Tuesday, January 18, 2011

Thank You for Choosing Walmart (Part Two)....

So, my dear followers, there's good news and bad news.  The bad news is that I have been slacking.  The good news is that I have FANS!!  Apparently, I have at least three whole people who have been trembling with anticipation for me to finish Part Two my Walmart series.  Well, maybe they aren't "trembling," but they did ask about it.  With a special dedication to Jeromy, Stacy, and Tina, may I present:

PART TWO:  THE CUSTOMER

I am sure that many of you are familiar with the website, The People of Walmart that highlights the often outrageous appearances of those who shop at the popular discount store.  However, the creatures that shop at Walmart, are not just aesthetically ridiculous.  Most of them meander through the aisles, usually with a chip on their shoulders, waiting to run into a jaded associate.  It's not a pretty sight.  And since the last thing that an Associate wants to do is to actually help someone, it makes for an interesting (and sometimes violent) interaction.  In order to help you understand the dynamic, let me describe a few of the key types of customers, who shop at Walmart.
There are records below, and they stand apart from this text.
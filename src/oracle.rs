//! Oracle rate reader: validates and normalizes third-party price feed
//! readings before any valuation math consumes them. A reading that fails
//! validation is rejected, never silently zeroed.

use std::sync::RwLock;

use rustc_hash::FxHashMap;
use serde::{Deserialize, Serialize};

use crate::errors::FundError;
use crate::AssetId;

/// A raw feed observation: rate of one whole asset in the accounting
/// currency, scaled by `10^decimals`.
#[derive(Debug, Clone, Copy, Serialize, Deserialize)]
pub struct RateReading {
    pub rate: i128,
    pub decimals: u32,
    pub updated_at: u64,
}

/// Capability interface over a price feed. Implementations report the most
/// recent observation they hold; validation happens in [`OracleRateReader`].
pub trait RateSource: Send + Sync {
    fn latest(&self, asset: AssetId) -> Result<RateReading, FundError>;
}

/// In-memory rate source, fed by tests and scripted scenarios.
#[derive(Default)]
pub struct StaticRateSource {
    rates: RwLock<FxHashMap<AssetId, RateReading>>,
}

impl StaticRateSource {
    pub fn new() -> Self {
        Self::default()
    }

    pub fn set(&self, asset: AssetId, reading: RateReading) {
        if let Ok(mut rates) = self.rates.write() {
            rates.insert(asset, reading);
        }
    }
}

impl RateSource for StaticRateSource {
    fn latest(&self, asset: AssetId) -> Result<RateReading, FundError> {
        self.rates
            .read()
            .map_err(|_| FundError::RateFeed("rate source lock poisoned".to_string()))?
            .get(&asset)
            .copied()
            .ok_or(FundError::RateUnavailable(asset))
    }
}

pub struct OracleRateReader {
    source: Box<dyn RateSource>,
    staleness_tolerance: u64,
}

impl OracleRateReader {
    pub fn new(source: Box<dyn RateSource>, staleness_tolerance: u64) -> Self {
        Self { source, staleness_tolerance }
    }

    /// Fetch and validate the latest reading for `asset`.
    ///
    /// A reading aged exactly `staleness_tolerance` seconds is still valid;
    /// one second older is not.
    pub fn read(&self, asset: AssetId, now: u64) -> Result<RateReading, FundError> {
        let reading = self.source.latest(asset)?;
        if reading.rate <= 0 {
            return Err(FundError::InvalidOracleAnswer { answer: reading.rate });
        }
        if reading.updated_at < now.saturating_sub(self.staleness_tolerance) {
            return Err(FundError::StaleOracleData {
                updated_at: reading.updated_at,
                tolerance: self.staleness_tolerance,
                now,
            });
        }
        Ok(reading)
    }
}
The Tattletale:  These are customers who like to go to management for every little thing.  I have had quite a few issues with Tattletales.  The most memorable, occurred when I worked in Ladies Wear.  A particularly annoying customer asked me where the Fitting Room was.  I pointed behind me and said, "It's underneath that big red sign that says, "Fitting Room."  She told my Store Manager that I had an "attitude."  I told him I was just telling the truth.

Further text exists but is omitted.